По щекам Руфи скатились две слезинки.
— Что это ты еще выдумала?
Ним с трудом сдерживал негодование. Почему ему приходится все время держать оборону? Только ли он один во всем виноват?
— А как насчет твоих собственных любовных похождений? — спросил он. — В случае нашего развода не займет ли твой приятель мое место?
— Какой еще приятель?
— Тот, с которым ты встречалась. Вместе с которым ты куда-то уезжала.
Руфь вытерла глаза и теперь смотрела на него с каким-то смешанным чувством жалости и озабоченности.
— И ты действительно в это веришь? Что я уезжала с мужчиной?
— Разве это не так?
— Да нет. — Она медленно покачала головой.
— А я думал…
— Знаю, что ты так думал. А я и не старалась тебя разубедить, что наверняка было не совсем правильно с моей стороны. Но я все же решила со злости, что тебе не помешало бы оказаться на моем месте, ощутить мои переживания.
— А как насчет тех, иных случаев? Куда тебя заносило?
Взгляд Руфи вновь наполнился подобием прежнего гнева.
— Да нет у меня никакого другого мужчины. Неужели ты не способен этого понять своей глупой головой? И никогда не было. Я досталась тебе девственницей, и ты это знаешь. Если только не забыл и не перепутал меня с одной из своих подружек. И с тех пор, кроме тебя, у меня никого не было.
— Чем же ты занималась во время отлучек? — горячился Ним.
— Это касается только меня. Но повторяю тебе: это был не мужчина.
Он поверил ей. Целиком и полностью.
— О Господи! — произнес он и подумал: все как-то разом стало разваливаться. Большая часть из того, что он делал и говорил, оказалось ошибкой.

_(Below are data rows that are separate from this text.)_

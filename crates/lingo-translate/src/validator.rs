//! Structural validation of translations and self-correction requests.
//!
//! A translation is expected to change leaf values but never the set of
//! leaf paths. Both directions are checked: paths of the source that the
//! translation lost, and paths the translation invented. Leaves are
//! compared by truthiness only, so an emptied string counts as lost.

use std::sync::Arc;

use lingo_diff::{leaf_paths, tree_diff, truthy_eq, DiffMode};
use lingo_processor::DocumentValidator;
use lingo_types::{Document, Message, ValidationResult};

/// Leaf paths that differ between a source and its translation.
#[derive(Clone, Debug, Default, PartialEq, Eq)]
pub struct PathComparison {
    /// Present in the source, absent (or emptied) in the translation.
    pub missed: Vec<String>,
    /// Present in the translation, absent from the source.
    pub added: Vec<String>,
}

impl PathComparison {
    pub fn is_clean(&self) -> bool {
        self.missed.is_empty() && self.added.is_empty()
    }

    /// One-line description of the mismatch.
    pub fn describe(&self) -> String {
        let mut parts = Vec::new();
        if !self.missed.is_empty() {
            parts.push(format!("missed paths: {}", self.missed.join(", ")));
        }
        if !self.added.is_empty() {
            parts.push(format!("added paths: {}", self.added.join(", ")));
        }
        parts.join("; ")
    }
}

/// Compare the leaf paths of `source` and `transformed`.
pub fn compare_leaf_paths(source: &Document, transformed: &Document) -> PathComparison {
    let missed = tree_diff(transformed, source, DiffMode::Diff, &truthy_eq)
        .map(|diff| leaf_paths(&diff))
        .unwrap_or_default();
    let added = tree_diff(source, transformed, DiffMode::Diff, &truthy_eq)
        .map(|diff| leaf_paths(&diff))
        .unwrap_or_default();
    PathComparison { missed, added }
}

/// Validate without asking for a correction.
pub fn validate(source: &Document, transformed: &Document) -> ValidationResult {
    let comparison = compare_leaf_paths(source, transformed);
    if comparison.is_clean() {
        ValidationResult::Valid
    } else {
        ValidationResult::invalid(comparison.describe())
    }
}

/// What a correction callback gets to see. Owned, so callbacks may keep it.
#[derive(Clone, Debug, PartialEq)]
pub struct CorrectionContext {
    /// The source document the failed reply was meant to translate.
    pub document: Document,
    pub from_lang: String,
    pub to_lang: String,
}

/// Produces follow-up messages asking the generator to fix its last reply.
pub trait CorrectionBuilder: Send + Sync {
    fn fix(&self, missed: &[String], added: &[String], context: CorrectionContext) -> Vec<Message>;
}

impl<F> CorrectionBuilder for F
where
    F: Fn(&[String], &[String], CorrectionContext) -> Vec<Message> + Send + Sync,
{
    fn fix(&self, missed: &[String], added: &[String], context: CorrectionContext) -> Vec<Message> {
        self(missed, added, context)
    }
}

/// Default correction: list the offending paths and restate the task.
pub struct PathListCorrection;

impl CorrectionBuilder for PathListCorrection {
    fn fix(&self, missed: &[String], added: &[String], context: CorrectionContext) -> Vec<Message> {
        let mut text = String::from(
            "Your previous reply does not have the same keys as the source object.",
        );
        if !missed.is_empty() {
            text.push_str(&format!("\nMissing or empty keys: {}", missed.join(", ")));
        }
        if !added.is_empty() {
            text.push_str(&format!("\nUnexpected keys: {}", added.join(", ")));
        }
        text.push_str(&format!(
            "\nReply again with the complete {} translation of the source as a single JSON object \
             with exactly the same keys.",
            context.to_lang
        ));
        vec![Message::user(text)]
    }
}

/// Translation validator usable as a chunk or whole-document check.
#[derive(Clone)]
pub struct TranslationValidator {
    from_lang: String,
    to_lang: String,
    correction: Option<Arc<dyn CorrectionBuilder>>,
}

impl TranslationValidator {
    pub fn new(from_lang: impl Into<String>, to_lang: impl Into<String>) -> Self {
        Self {
            from_lang: from_lang.into(),
            to_lang: to_lang.into(),
            correction: None,
        }
    }

    pub fn with_correction(mut self, correction: Option<Arc<dyn CorrectionBuilder>>) -> Self {
        self.correction = correction;
        self
    }
}

impl DocumentValidator for TranslationValidator {
    fn validate(&self, original: &Document, transformed: &Document) -> ValidationResult {
        let comparison = compare_leaf_paths(original, transformed);
        if comparison.is_clean() {
            return ValidationResult::Valid;
        }
        let correction_request = self.correction.as_ref().map(|builder| {
            builder.fix(
                &comparison.missed,
                &comparison.added,
                CorrectionContext {
                    document: original.clone(),
                    from_lang: self.from_lang.clone(),
                    to_lang: self.to_lang.clone(),
                },
            )
        });
        ValidationResult::Invalid {
            reason: comparison.describe(),
            correction_request,
        }
    }
}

Что касается их брака, он не был уверен, продолжать ли им жить вместе или лучше разойтись. А может, Руфь все-таки права и для обоих было бы лучше расстаться? Идея свободы казалась ему привлекательной. С другой стороны, ему будет многого не хватать — детей, дома, чувства стабильности и даже самой Руфи, несмотря на то что каждый из них уже давно живет своей жизнью. Ним не желал, чтобы кто-нибудь подталкивал его к принятию этого решения. Вместе с тем ему хотелось отложить развязку на потом. — Так где же выход? — почти жалобно спросил он.
— По рассказам друзей, которые уже прошли этот путь, — в голосе Руфи снова зазвучали напряженные нотки, — каждый из нас наймет адвоката, чтобы четко разобраться в своих правах при расторжении брака.

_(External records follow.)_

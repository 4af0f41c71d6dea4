use std::path::PathBuf;

use clap::{Args, Parser, Subcommand};

#[derive(Parser)]
#[command(
    name = "lingo",
    about = "Lingo: chunk, compare, and plan translations of localization files",
    version,
)]
pub struct Cli {
    #[command(subcommand)]
    pub command: Command,

    #[arg(short, long, global = true)]
    pub verbose: bool,

    #[arg(long, global = true, default_value = "text")]
    pub format: OutputFormat,
}

#[derive(Clone, Copy, Debug, PartialEq, Eq, clap::ValueEnum)]
pub enum OutputFormat {
    Text,
    Json,
}

#[derive(Subcommand)]
pub enum Command {
    /// Split a document into length-bounded chunks
    Slice(SliceArgs),
    /// List the dot-joined paths of a document
    Paths(PathsArgs),
    /// Show the part of a target that differs from a source
    Diff(DiffArgs),
    /// Partition source entries into kept and missing
    Patch(PatchArgs),
    /// Show what a sync would translate, keep, and skip
    Plan(PlanArgs),
    /// Check that a translation has the source's leaf paths
    Check(CheckArgs),
}

#[derive(Args)]
pub struct SliceArgs {
    pub file: PathBuf,
    #[arg(long)]
    pub max_length: usize,
    #[arg(long)]
    pub max_entries: Option<usize>,
}

#[derive(Args)]
pub struct PathsArgs {
    pub file: PathBuf,
    /// Include container nodes, not only leaves
    #[arg(long)]
    pub all: bool,
}

#[derive(Args)]
pub struct DiffArgs {
    pub source: PathBuf,
    pub target: PathBuf,
    /// Show the matching part instead
    #[arg(long)]
    pub intersection: bool,
    /// Compare leaf values, not only shapes
    #[arg(long)]
    pub strict: bool,
}

#[derive(Args)]
pub struct PatchArgs {
    pub source: PathBuf,
    pub target: PathBuf,
    #[arg(long)]
    pub strict: bool,
}

#[derive(Args)]
pub struct PlanArgs {
    pub source: PathBuf,
    pub target: PathBuf,
    /// Source snapshot from the previous sync
    #[arg(long)]
    pub previous: Option<PathBuf>,
    /// Path prefix to leave untouched (repeatable)
    #[arg(long)]
    pub skip: Vec<String>,
    #[arg(long)]
    pub config: Option<PathBuf>,
    #[arg(long, default_value = "source")]
    pub from: String,
    #[arg(long, default_value = "target")]
    pub to: String,
}

#[derive(Args)]
pub struct CheckArgs {
    pub source: PathBuf,
    pub translated: PathBuf,
}

#[cfg(test)]
mod tests {
    use super::*;

    #[test]
    fn parse_slice() {
        let cli = Cli::try_parse_from(["lingo", "slice", "en.json", "--max-length", "200"]).unwrap();
        if let Command::Slice(args) = cli.command {
            assert_eq!(args.file, PathBuf::from("en.json"));
            assert_eq!(args.max_length, 200);
            assert_eq!(args.max_entries, None);
        } else {
            panic!("wrong command");
        }
    }

    #[test]
    fn slice_requires_length() {
        assert!(Cli::try_parse_from(["lingo", "slice", "en.json"]).is_err());
    }

    #[test]
    fn parse_plan_with_skips() {
        let cli = Cli::try_parse_from([
            "lingo", "plan", "en.json", "fr.json", "--skip", "brand", "--skip", "legal.terms",
            "--previous", "en.old.json",
        ])
        .unwrap();
        if let Command::Plan(args) = cli.command {
            assert_eq!(args.skip, vec!["brand", "legal.terms"]);
            assert_eq!(args.previous, Some(PathBuf::from("en.old.json")));
            assert_eq!(args.from, "source");
        } else {
            panic!("wrong command");
        }
    }

    #[test]
    fn parse_global_flags() {
        let cli = Cli::try_parse_from(["lingo", "check", "a.json", "b.json", "--format", "json", "-v"])
            .unwrap();
        assert!(cli.verbose);
        assert_eq!(cli.format, OutputFormat::Json);
        assert!(matches!(cli.command, Command::Check(_)));
    }

    #[test]
    fn parse_diff_flags() {
        let cli = Cli::try_parse_from(["lingo", "diff", "a.json", "b.json", "--intersection"]).unwrap();
        if let Command::Diff(args) = cli.command {
            assert!(args.intersection);
            assert!(!args.strict);
        } else {
            panic!("wrong command");
        }
    }
}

— Неужели надо к этому приступать прямо сейчас? — взмолился Ним.
— А ты назови хотя бы одну существенную причину для дальнейшего промедления.
— Я допускаю, что меня можно упрекнуть в эгоизме. Но на меня только что свалились неприятности… — Ним не закончил, почувствовав, что это прозвучало так, словно он претендовал на сочувствие.
— Я все знаю. И мне жаль, что одно наложилось на другое. Но в наших отношениях ничто не может измениться, когда прошло уже столько лет. Мы оба хорошо это знаем, не так ли?
— Видимо, так, — уныло пробормотал Ним. Просто не было смысла давать обещание исправиться, ведь он и сейчас не был уверен, захочет ли, да и вообще сможет ли переломить себя.
— Ну что ж, тогда…
— Послушай… Не могла бы ты подождать хотя бы месяц? Или два? Чтобы осторожно подвести Леа и Бенджи к этому вопросу. А какое-то время спустя они привыкнут к новой ситуации. — Он не был уверен, что это разумная идея. От такой отсрочки едва ли был бы прок. Но инстинктивно Ним чувствовал, что Руфь также неохотно шла на этот последний, окончательный шаг в их браке.
— Ладно, — преодолев колебание, уступила Руфь. — Из-за всего только что случившегося с тобой я готова немного подождать. Однако не стану обещать два месяца или даже один. Если решусь не терять время, все произойдет раньше.
— Благодарю тебя. — Ним почувствовал некоторое облегчение при мысли об отсрочке, пусть даже и недолгой.
— Эй! — Бенджи появился в дверях столовой. — Я только что взял новую кассету у Мередитов. Это пьеса. Хотите посмотреть?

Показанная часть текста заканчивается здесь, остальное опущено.